圖2 人ES細胞懸浮培養(yǎng)形成擬胚體（相差顯微鏡，100×）

圖3 擬胚體貼壁第2天，圓形細胞出現(xiàn)（相差顯微鏡，100×）

圖4 擬胚體貼壁第3天，上皮樣細胞及血管樣結構出現(xiàn)（相差顯微鏡，100×）

2.3 免疫熒光檢測

人ES細胞誘導分化的細胞，經Ⅷ因子免疫熒光檢測呈陽性（圖5），證明這類細胞具有內皮細胞性質。

圖5 人ES細胞誘導分化的管狀結構Ⅷ因子表達陽性（40×）

2.4 Dil-Ac-LDL 標記檢測

Dil-Ac-LDL攝取實驗結果呈陽性，表現(xiàn)為紅色熒光（圖6），證明hES細胞定向誘導分化的細胞具有內皮細胞的功能。

圖6 Dil-Ac-LDL攝取實驗陽性

2.5 掃描電鏡觀察

管狀結構的管壁最初由許多圓形細胞和扁平狀細胞組成，隨著管狀結構的延伸，細胞逐漸減少，管壁變得光滑（圖7）。

圖7 掃描電鏡觀察

2.6 透射電鏡觀察

誘導出的血管樣結構由幾個內皮樣細胞圍成，細胞扁平，表面較光滑，相鄰的細胞間連接緊密，與正常毛細血管結構非常相似（圖8）。

圖8 透射電鏡觀察

3 討論

血管形成是非常復雜的過程，主要涉及內皮細胞的激活和增殖、微環(huán)境中的細胞基質成分和結構，以及它們之間的相互作用[8]。

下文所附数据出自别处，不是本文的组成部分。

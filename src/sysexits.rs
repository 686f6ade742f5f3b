//! legacy exit status codes for system programs.
//! reference: [SYSEXITS](https://man.freebsd.org/cgi/man.cgi?query=sysexits&apropos=0&sektion=0&manpath=FreeBSD+11.2-stable&arch=default&format=html)

/// value: 2 <br>
/// Misuse of shell builtins (according to Bash documentation)
pub const EX_KEYWORD: i32 = 2;

/// value: 65 <br>
/// The input data was incorrect in some way. This should only be used for user’s data and not system files.
pub const EX_DATAERR: i32 = 65;

/// value: 66 <br>
/// An input file (not a system file) did not exist or was not readable. This could also include errors like “No message” to a mailer (if it cared to catch it).
pub const EX_NOINPUT: i32 = 66;

/// value: 73 <br>
/// A (user specified) output file cannot be created.
pub const EX_CANTCREAT: i32 = 73;

/// value: 74 <br>
/// An error occurred while doing I/O on some file.
pub const EX_IOERR: i32 = 74;

/// value: 78 <br>
/// Something was found in an unconfigured or misconfigured state.
pub const EX_CONFIG: i32 = 78;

同時，這些過程又和各種細胞因子的產生及協(xié)同作用是分不開的[9－10]。已有證據(jù)表明，TGF-β1是血管形成的刺激因子，在創(chuàng)傷愈合過程中，可能是通過調節(jié)細胞基質合成，從而影響內皮細胞的生長行為，使其形成管狀結構[11－12]。另有研究認為，內皮細胞的增殖刺激或抑制效應依賴于 TGF-β1的濃度，0.02～0.1 ng/mL 的 TGF-β1 對胎牛心臟內皮細胞顯示生長刺激作用，而高濃度（0.5～10 ng/mL）的 TGF-β1 則顯示生長抑制作用[13]，表明TGF-β1對內皮細胞生長和血管結構形成有著密切關系。

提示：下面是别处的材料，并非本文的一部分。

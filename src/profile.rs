//! Backup profiles: the named rule bundle that governs one backup target.

use std::cell::Cell;
use std::path::Path;

use log::{debug, warn};

use crate::error::BackupError;
use crate::matcher::{self, PatternSet};
use crate::size_gate::{self, SizeCheck};

/// Kind of a filesystem entry observed during a tree walk.
#[derive(Debug, Clone, Copy, PartialEq, Eq)]
pub enum EntryKind {
    File,
    Directory,
    /// Symlinks, devices, sockets, fifos.
    Other,
}

/// A single entry visited while walking a source tree.
#[derive(Debug, Clone, Copy)]
pub struct Entry<'a> {
    /// Archive-relative name, `/`-separated, starting with the root label.
    pub name: &'a str,
    /// Location on disk, used in error reports.
    pub path: &'a Path,
    pub kind: EntryKind,
    /// Byte size; only meaningful for files.
    pub size: u64,
}

/// What to do with entries that are neither regular files nor directories.
#[derive(Debug, Clone, Copy, PartialEq, Eq, Default)]
pub enum NonRegularPolicy {
    #[default]
    Exclude,
    Include,
}

impl NonRegularPolicy {
    pub fn from_include_flag(include: bool) -> Self {
        if include {
            NonRegularPolicy::Include
        } else {
            NonRegularPolicy::Exclude
        }
    }
}

/// Inclusion rules and size thresholds for one logical backup target.
///
/// The warning counter lives on the profile and accumulates across every
/// source the profile governs; it is reset only by building a new profile.
/// Runs are single-threaded, so a `Cell` is enough to count through `&self`.
#[derive(Debug, Default)]
pub struct Profile {
    name: String,
    allowed_files: PatternSet,
    banned_files: PatternSet,
    allowed_dirs: PatternSet,
    banned_dirs: PatternSet,
    max_size_warn: Option<u64>,
    max_size_fail: Option<u64>,
    warn_count: Cell<u64>,
}

impl Profile {
    /// Creates an unrestricted profile. The name must not be empty.
    pub fn new(name: impl Into<String>) -> Result<Self, BackupError> {
        let name = name.into();
        if name.trim().is_empty() {
            return Err(BackupError::InvalidProfile {
                reason: "profile name must not be empty".to_string(),
            });
        }
        Ok(Self {
            name,
            ..Self::default()
        })
    }

    pub fn with_allowed_files(mut self, patterns: PatternSet) -> Self {
        self.allowed_files = patterns;
        self
    }

    pub fn with_banned_files(mut self, patterns: PatternSet) -> Self {
        self.banned_files = patterns;
        self
    }

    pub fn with_allowed_dirs(mut self, patterns: PatternSet) -> Self {
        self.allowed_dirs = patterns;
        self
    }

    pub fn with_banned_dirs(mut self, patterns: PatternSet) -> Self {
        self.banned_dirs = patterns;
        self
    }

    pub fn with_max_size_warn(mut self, limit: Option<u64>) -> Self {
        self.max_size_warn = limit;
        self
    }

    pub fn with_max_size_fail(mut self, limit: Option<u64>) -> Self {
        self.max_size_fail = limit;
        self
    }

    pub fn name(&self) -> &str {
        &self.name
    }

    pub fn max_size_warn(&self) -> Option<u64> {
        self.max_size_warn
    }

    pub fn max_size_fail(&self) -> Option<u64> {
        self.max_size_fail
    }

    /// Number of files seen so far above the warn threshold.
    pub fn warn_count(&self) -> u64 {
        self.warn_count.get()
    }

    /// Decides whether `entry` goes into the archive.
    ///
    /// Files pass the size gate first: exceeding the hard limit returns
    /// [`BackupError::SizeLimitExceeded`], exceeding the warn limit bumps the
    /// warning counter and continues with the pattern rules.
    pub fn should_include(
        &self,
        entry: &Entry<'_>,
        non_regular: NonRegularPolicy,
    ) -> Result<bool, BackupError> {
        match entry.kind {
            EntryKind::File => {
                match size_gate::check(entry.size, self.max_size_warn, self.max_size_fail) {
                    SizeCheck::Fail { limit } => {
                        return Err(BackupError::SizeLimitExceeded {
                            path: entry.path.to_path_buf(),
                            size: entry.size,
                            limit,
                        });
                    }
                    SizeCheck::Warn { limit } => {
                        warn!(
                            " WARN: File {} size {} > warn size {limit}",
                            entry.name, entry.size
                        );
                        self.warn_count.set(self.warn_count.get() + 1);
                    }
                    SizeCheck::Ok => {}
                }
                Ok(matcher::decide(entry.name, &self.allowed_files, &self.banned_files).is_include())
            }
            EntryKind::Directory => {
                Ok(matcher::decide(entry.name, &self.allowed_dirs, &self.banned_dirs).is_include())
            }
            EntryKind::Other => Ok(non_regular_decision(entry, non_regular)),
        }
    }
}

/// Applies the operator's policy to an entry that is neither a file nor a directory.
pub(crate) fn non_regular_decision(entry: &Entry<'_>, policy: NonRegularPolicy) -> bool {
    debug!(
        " WARN: Found something that is not a file or directory: {}",
        entry.path.display()
    );
    match policy {
        NonRegularPolicy::Exclude => {
            debug!(" EXCLUDE: Ignoring");
            false
        }
        NonRegularPolicy::Include => {
            debug!(" INCLUDE: Including");
            true
        }
    }
}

ES細胞不同的生長方式和所受RA濃度對其分化細胞類型有重大影響[14]。低濃度RA（1×10-9mol/L）和TGF-β1協(xié)同作用，易使ES細胞誘導形成中胚層性質的分化細胞[15]。本實驗用懸浮培養(yǎng)法結合低濃度RA處理5 d，使人ES細胞形成EB，然后移至明膠包被的培養(yǎng)皿中，以含TGF-β1的培養(yǎng)液使其貼壁生長，數(shù)天后EB周圍出現(xiàn)大量圓形細胞，同時形成許多自EB向周圍輻射的血管樣結構，該現(xiàn)象重復性高，表明低濃度RA和TGF-β1協(xié)同作用，對人ES分化并形成管樣結構有重要作用。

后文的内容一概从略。